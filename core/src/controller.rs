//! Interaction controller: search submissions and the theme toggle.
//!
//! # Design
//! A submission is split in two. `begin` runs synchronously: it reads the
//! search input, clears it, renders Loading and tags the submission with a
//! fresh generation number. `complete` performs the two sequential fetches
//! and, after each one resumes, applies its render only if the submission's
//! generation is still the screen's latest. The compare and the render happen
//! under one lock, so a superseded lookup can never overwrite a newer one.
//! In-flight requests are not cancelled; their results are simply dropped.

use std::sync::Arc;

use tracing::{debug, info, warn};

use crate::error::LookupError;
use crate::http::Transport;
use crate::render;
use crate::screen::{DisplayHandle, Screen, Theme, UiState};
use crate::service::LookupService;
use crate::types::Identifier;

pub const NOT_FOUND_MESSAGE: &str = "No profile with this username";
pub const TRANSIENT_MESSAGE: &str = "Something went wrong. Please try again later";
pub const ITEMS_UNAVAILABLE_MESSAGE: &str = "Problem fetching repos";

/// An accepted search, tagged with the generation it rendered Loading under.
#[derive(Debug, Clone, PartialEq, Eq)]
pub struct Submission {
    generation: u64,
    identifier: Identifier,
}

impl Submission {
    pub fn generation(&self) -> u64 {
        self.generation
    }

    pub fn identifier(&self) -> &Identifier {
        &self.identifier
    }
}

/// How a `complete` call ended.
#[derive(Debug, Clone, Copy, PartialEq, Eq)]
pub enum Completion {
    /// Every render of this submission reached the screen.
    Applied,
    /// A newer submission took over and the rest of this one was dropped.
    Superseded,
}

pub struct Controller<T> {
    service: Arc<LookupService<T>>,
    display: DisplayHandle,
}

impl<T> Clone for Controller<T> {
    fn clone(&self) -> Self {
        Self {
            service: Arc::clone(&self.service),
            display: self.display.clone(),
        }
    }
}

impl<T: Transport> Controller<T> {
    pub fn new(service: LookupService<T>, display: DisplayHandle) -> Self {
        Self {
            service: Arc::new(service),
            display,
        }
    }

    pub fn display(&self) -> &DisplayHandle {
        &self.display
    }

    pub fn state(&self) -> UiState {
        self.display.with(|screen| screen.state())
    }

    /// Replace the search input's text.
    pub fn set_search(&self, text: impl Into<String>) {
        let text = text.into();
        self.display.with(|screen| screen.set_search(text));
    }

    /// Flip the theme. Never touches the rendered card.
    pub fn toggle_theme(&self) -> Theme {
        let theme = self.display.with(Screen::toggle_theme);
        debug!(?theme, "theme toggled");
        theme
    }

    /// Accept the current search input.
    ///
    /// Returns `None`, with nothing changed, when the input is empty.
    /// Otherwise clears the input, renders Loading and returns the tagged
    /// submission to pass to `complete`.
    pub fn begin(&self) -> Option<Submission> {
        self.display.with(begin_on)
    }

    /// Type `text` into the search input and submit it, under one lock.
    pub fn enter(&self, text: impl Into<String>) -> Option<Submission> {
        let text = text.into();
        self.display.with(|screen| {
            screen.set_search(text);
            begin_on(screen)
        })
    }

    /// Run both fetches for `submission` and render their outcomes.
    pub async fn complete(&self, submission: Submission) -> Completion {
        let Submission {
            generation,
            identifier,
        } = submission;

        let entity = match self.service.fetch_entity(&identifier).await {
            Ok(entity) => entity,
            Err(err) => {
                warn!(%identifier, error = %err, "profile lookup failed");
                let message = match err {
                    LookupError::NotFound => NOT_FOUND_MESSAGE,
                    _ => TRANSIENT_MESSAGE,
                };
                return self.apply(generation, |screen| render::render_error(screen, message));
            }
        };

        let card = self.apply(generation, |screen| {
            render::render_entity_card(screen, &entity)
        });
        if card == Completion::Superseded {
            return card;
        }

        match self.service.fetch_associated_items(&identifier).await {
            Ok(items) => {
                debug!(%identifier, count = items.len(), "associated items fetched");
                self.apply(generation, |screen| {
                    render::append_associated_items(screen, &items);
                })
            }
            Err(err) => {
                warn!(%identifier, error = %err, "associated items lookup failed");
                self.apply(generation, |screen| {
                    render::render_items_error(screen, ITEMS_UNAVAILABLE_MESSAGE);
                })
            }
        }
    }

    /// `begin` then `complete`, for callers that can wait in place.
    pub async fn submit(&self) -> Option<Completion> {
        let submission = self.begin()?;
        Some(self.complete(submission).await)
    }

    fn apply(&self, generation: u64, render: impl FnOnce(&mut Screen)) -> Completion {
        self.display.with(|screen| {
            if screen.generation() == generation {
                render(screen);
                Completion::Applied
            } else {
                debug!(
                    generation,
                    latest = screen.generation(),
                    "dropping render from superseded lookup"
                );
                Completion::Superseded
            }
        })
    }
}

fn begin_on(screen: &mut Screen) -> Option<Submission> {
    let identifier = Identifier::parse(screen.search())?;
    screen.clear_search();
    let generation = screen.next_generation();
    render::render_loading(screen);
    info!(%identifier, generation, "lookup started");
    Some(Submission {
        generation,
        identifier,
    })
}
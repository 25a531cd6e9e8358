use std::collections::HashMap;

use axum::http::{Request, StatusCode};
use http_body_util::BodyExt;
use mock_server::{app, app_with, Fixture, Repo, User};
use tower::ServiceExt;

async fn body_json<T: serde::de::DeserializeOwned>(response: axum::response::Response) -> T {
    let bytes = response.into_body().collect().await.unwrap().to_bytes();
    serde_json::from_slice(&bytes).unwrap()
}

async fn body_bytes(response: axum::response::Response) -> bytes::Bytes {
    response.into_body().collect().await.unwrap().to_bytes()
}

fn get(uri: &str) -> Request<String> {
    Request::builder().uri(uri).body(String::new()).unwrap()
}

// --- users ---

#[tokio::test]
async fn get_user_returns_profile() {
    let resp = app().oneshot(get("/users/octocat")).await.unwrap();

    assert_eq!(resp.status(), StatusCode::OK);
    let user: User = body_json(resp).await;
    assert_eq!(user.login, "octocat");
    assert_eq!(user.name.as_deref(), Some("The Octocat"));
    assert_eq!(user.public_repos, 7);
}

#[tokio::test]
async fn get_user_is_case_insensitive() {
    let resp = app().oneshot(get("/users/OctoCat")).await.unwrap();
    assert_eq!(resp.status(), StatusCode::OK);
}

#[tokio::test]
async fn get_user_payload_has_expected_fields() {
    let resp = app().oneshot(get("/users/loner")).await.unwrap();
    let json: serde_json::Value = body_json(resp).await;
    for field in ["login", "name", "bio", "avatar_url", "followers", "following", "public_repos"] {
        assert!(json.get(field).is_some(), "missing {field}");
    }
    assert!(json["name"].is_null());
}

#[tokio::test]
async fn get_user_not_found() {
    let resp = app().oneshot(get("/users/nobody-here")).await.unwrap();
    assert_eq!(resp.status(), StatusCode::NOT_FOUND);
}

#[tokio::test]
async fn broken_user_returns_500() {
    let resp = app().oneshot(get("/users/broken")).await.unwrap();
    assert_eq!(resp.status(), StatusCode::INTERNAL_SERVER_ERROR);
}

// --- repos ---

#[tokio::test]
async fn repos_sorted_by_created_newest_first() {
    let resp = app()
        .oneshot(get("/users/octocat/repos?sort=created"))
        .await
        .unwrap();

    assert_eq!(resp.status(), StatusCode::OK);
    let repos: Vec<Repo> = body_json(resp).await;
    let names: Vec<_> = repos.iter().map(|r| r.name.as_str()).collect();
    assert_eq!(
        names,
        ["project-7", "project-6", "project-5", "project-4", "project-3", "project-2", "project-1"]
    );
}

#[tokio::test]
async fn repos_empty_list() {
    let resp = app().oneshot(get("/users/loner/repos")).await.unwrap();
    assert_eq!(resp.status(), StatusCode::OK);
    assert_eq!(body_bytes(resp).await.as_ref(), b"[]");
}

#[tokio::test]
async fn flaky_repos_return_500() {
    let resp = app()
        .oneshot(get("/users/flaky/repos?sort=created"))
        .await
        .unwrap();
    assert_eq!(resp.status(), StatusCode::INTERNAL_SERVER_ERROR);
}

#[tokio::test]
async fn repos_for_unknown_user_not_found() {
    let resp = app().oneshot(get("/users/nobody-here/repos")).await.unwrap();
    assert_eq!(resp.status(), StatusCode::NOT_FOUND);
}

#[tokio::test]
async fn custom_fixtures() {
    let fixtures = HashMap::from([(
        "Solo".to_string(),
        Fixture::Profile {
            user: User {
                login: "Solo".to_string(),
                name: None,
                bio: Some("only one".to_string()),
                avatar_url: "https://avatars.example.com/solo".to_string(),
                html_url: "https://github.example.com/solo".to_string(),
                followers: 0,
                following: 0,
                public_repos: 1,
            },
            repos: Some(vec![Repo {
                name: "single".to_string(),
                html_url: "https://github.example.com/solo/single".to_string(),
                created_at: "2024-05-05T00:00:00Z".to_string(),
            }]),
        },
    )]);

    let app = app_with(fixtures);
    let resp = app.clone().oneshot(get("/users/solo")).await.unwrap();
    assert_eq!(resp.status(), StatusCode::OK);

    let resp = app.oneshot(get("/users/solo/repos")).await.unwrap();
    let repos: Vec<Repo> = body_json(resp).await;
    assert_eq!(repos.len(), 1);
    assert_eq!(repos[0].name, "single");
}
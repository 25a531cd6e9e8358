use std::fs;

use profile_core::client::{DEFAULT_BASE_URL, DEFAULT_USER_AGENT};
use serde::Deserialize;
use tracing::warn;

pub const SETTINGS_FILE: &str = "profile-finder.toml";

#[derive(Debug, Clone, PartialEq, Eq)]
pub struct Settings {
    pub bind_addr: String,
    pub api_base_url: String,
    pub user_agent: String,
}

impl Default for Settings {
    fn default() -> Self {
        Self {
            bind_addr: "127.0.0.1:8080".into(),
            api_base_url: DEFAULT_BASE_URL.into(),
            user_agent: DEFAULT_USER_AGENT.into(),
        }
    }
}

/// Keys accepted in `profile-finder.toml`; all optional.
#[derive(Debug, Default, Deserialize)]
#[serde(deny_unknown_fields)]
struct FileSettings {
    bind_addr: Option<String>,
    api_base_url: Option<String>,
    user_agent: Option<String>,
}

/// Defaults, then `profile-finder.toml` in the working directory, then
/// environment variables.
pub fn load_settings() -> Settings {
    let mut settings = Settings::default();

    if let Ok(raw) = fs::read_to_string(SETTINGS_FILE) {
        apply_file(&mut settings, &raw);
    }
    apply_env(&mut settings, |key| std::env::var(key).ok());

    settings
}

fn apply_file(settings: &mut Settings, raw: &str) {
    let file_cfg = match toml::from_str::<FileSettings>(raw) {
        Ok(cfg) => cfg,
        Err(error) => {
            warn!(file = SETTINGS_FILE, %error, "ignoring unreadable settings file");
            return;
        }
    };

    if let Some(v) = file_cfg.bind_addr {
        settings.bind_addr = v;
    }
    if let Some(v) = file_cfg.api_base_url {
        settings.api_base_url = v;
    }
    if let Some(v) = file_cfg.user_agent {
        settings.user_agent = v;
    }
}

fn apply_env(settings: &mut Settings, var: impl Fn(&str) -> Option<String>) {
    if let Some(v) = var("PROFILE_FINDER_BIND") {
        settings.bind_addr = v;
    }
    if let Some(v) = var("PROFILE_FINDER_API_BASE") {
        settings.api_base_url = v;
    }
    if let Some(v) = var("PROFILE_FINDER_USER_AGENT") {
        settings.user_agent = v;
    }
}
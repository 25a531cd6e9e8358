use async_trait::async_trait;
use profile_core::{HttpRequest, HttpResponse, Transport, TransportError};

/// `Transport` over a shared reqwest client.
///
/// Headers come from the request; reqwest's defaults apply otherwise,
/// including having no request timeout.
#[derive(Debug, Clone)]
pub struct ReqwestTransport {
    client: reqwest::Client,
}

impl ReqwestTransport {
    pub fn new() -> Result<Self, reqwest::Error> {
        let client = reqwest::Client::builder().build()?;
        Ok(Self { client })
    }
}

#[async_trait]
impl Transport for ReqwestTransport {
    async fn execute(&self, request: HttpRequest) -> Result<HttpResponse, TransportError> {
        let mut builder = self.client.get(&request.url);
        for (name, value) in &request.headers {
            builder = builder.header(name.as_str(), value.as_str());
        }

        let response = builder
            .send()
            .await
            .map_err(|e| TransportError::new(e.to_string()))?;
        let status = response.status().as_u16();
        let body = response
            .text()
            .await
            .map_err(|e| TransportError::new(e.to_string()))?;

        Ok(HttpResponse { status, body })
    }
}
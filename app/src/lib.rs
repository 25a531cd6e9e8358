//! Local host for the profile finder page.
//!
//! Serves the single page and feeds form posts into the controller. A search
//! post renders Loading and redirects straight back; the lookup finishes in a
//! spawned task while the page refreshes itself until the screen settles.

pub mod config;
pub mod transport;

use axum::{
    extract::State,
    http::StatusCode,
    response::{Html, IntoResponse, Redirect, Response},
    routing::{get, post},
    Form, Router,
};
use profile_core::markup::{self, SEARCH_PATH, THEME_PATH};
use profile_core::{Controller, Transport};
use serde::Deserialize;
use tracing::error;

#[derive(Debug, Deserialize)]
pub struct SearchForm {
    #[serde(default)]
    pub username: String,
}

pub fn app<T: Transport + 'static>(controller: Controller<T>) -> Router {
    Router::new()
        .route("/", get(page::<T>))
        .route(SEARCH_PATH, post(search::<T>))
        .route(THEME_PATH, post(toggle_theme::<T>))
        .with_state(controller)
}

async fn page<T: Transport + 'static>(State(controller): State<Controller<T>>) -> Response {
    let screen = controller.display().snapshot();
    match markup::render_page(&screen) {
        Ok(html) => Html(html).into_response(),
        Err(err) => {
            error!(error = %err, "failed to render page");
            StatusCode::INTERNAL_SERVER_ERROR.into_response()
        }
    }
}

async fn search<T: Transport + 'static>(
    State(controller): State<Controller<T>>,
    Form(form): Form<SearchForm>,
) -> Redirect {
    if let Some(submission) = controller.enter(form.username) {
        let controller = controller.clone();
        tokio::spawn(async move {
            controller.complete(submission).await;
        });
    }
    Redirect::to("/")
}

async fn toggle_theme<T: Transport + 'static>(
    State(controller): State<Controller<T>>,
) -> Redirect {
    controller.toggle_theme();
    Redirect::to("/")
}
--------------------------------------------------
* _Assignment_: Count each line above with "match"; write only the number.

* _Exercise output_: 5